The Blues, who have won seven consecutive games, are finding ways to win, grinding this one out, and the Ducks are taking different paths to defeat, dropping six of their last seven. Three of the Ducks’ wins have come in overtime and the other two in shootouts this season.
“At some point, you need to start getting the results,” said defenseman Cam Fowler, who had the Ducks’ lone goal. “We can look at the positives as best we can, but our power play had the chance to put the game away. A couple of opportunities and we didn’t get the job done and they did.
“And that’s the hockey game.”
Said Ducks coach Dallas Eakins: “That’s what the game came down to. I thought it was even 5-on-5. … It just came down to the special teams and they were able to execute and we weren’t.”

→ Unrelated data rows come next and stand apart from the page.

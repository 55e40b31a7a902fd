//! Route actions and the controller registry.
//!
//! A route's action is either a function value or a `"Name@method"`
//! descriptor. Descriptors are resolved at dispatch time against a registry
//! of controller factories built at startup, so routes can be cached and
//! reloaded without holding on to any code.

use std::collections::HashMap;
use std::fmt;
use std::sync::{Arc, OnceLock};

use tracing::debug;

use crate::error::{Result, RouterError};
use crate::request::{PathParams, Request};
use crate::response::Response;

/// A boxed route handler.
pub type HandlerFn = Arc<dyn Fn(&Request, &PathParams) -> Response + Send + Sync>;

/// What a route runs once it has matched.
#[derive(Clone)]
pub enum Action {
    /// A function invoked directly.
    Callable(HandlerFn),
    /// A `"Controller@method"` descriptor, resolved through the registry.
    Symbol(String),
}

impl Action {
    /// Wraps a function or closure.
    pub fn callable<F>(f: F) -> Self
    where
        F: Fn(&Request, &PathParams) -> Response + Send + Sync + 'static,
    {
        Self::Callable(Arc::new(f))
    }

    /// Returns the descriptor of a symbolic action.
    pub fn symbol(&self) -> Option<&str> {
        match self {
            Self::Callable(_) => None,
            Self::Symbol(s) => Some(s.as_str()),
        }
    }
}

impl From<&str> for Action {
    fn from(s: &str) -> Self {
        Self::Symbol(s.to_string())
    }
}

impl From<String> for Action {
    fn from(s: String) -> Self {
        Self::Symbol(s)
    }
}

impl fmt::Debug for Action {
    fn fmt(&self, f: &mut fmt::Formatter<'_>) -> fmt::Result {
        match self {
            Self::Callable(_) => f.write_str("Callable(<fn>)"),
            Self::Symbol(s) => f.debug_tuple("Symbol").field(s).finish(),
        }
    }
}

impl fmt::Display for Action {
    fn fmt(&self, f: &mut fmt::Formatter<'_>) -> fmt::Result {
        match self {
            Self::Callable(_) => f.write_str("<closure>"),
            Self::Symbol(s) => f.write_str(s),
        }
    }
}

/// Splits a `Name@method` descriptor. Both halves must be non-empty.
pub fn parse_descriptor(descriptor: &str) -> Result<(&str, &str)> {
    match descriptor.split_once('@') {
        Some((controller, action)) if !controller.is_empty() && !action.is_empty() => {
            Ok((controller, action))
        }
        _ => Err(RouterError::InvalidAction(descriptor.to_string())),
    }
}

/// A named set of actions.
#[derive(Default)]
pub struct Controller {
    actions: HashMap<String, HandlerFn>,
}

impl Controller {
    /// Creates a controller with no actions.
    pub fn new() -> Self {
        Self::default()
    }

    /// Adds an action.
    #[must_use]
    pub fn action<F>(mut self, name: impl Into<String>, f: F) -> Self
    where
        F: Fn(&Request, &PathParams) -> Response + Send + Sync + 'static,
    {
        self.actions.insert(name.into(), Arc::new(f));
        self
    }

    /// Looks up an action by name.
    pub fn get(&self, name: &str) -> Option<&HandlerFn> {
        self.actions.get(name)
    }
}

type Factory = Box<dyn Fn() -> Controller + Send + Sync>;

/// A controller factory and the instance it produced, once it has run.
struct Entry {
    factory: Factory,
    instance: OnceLock<Controller>,
}

impl Entry {
    fn instance(&self) -> &Controller {
        self.instance.get_or_init(|| (self.factory)())
    }
}

/// Registry of controllers addressable by name.
///
/// Factories run on first use, not at registration.
#[derive(Default)]
pub struct ControllerRegistry {
    entries: HashMap<String, Entry>,
}

impl ControllerRegistry {
    /// Creates an empty registry.
    pub fn new() -> Self {
        Self::default()
    }

    /// Registers a controller factory under `name`, replacing any earlier one.
    pub fn register<F>(&mut self, name: impl Into<String>, factory: F)
    where
        F: Fn() -> Controller + Send + Sync + 'static,
    {
        self.entries.insert(
            name.into(),
            Entry {
                factory: Box::new(factory),
                instance: OnceLock::new(),
            },
        );
    }

    /// Returns true if a controller is registered under `name`.
    pub fn contains(&self, name: &str) -> bool {
        self.entries.contains_key(name)
    }

    /// Checks that a descriptor is well formed and names a registered
    /// controller, without running its factory.
    pub fn check(&self, descriptor: &str) -> Result<()> {
        let (name, _) = parse_descriptor(descriptor)?;
        if self.contains(name) {
            Ok(())
        } else {
            Err(RouterError::ControllerNotFound(name.to_string()))
        }
    }

    /// Resolves a `Name@method` descriptor to its handler.
    pub fn resolve(&self, descriptor: &str) -> Result<HandlerFn> {
        let (name, action) = parse_descriptor(descriptor)?;
        let entry = self
            .entries
            .get(name)
            .ok_or_else(|| RouterError::ControllerNotFound(name.to_string()))?;

        if entry.instance.get().is_none() {
            debug!(controller = name, "instantiating controller");
        }

        entry
            .instance()
            .get(action)
            .cloned()
            .ok_or_else(|| RouterError::ActionNotFound {
                controller: name.to_string(),
                action: action.to_string(),
            })
    }

    /// Resolves any action to a handler.
    pub fn handler(&self, action: &Action) -> Result<HandlerFn> {
        match action {
            Action::Callable(f) => Ok(Arc::clone(f)),
            Action::Symbol(descriptor) => self.resolve(descriptor),
        }
    }
}

impl fmt::Debug for ControllerRegistry {
    fn fmt(&self, f: &mut fmt::Formatter<'_>) -> fmt::Result {
        f.debug_set().entries(self.entries.keys()).finish()
    }
}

What broke the 1-1 tie – with 4:13 left – was Blues defenseman Justin Faulk’s power-play goal from the left circle, beating Ducks goalie John Gibson on the stick side. St. Louis had gone on the power play when Ducks defenseman Dmitry Kulikov went off for tripping at 14:22. Noel Acciari added an empty-netter with 18.5 seconds remaining, his second goal of the night.
The tightly contested game against the Blues was nothing like the first game of this mini-series between the teams, which St Louis won, 6-2, on Saturday behind Pavel Buchnevich’s four-point night.
“A tough loss. We did a lot of good things out there, compared to the last game,” Ducks forward Jakob Silfverberg said. “In tight games like this, you know special teams are going to be a big factor.”
The teams traded first-period goals and played a scoreless second. The Ducks couldn’t have gotten off to a much worse start – losing the opening faceoff and allowing a goal in the first 11 seconds, via Acciari – but they managed to collect themselves after a few shaky shifts after the Acciari goal.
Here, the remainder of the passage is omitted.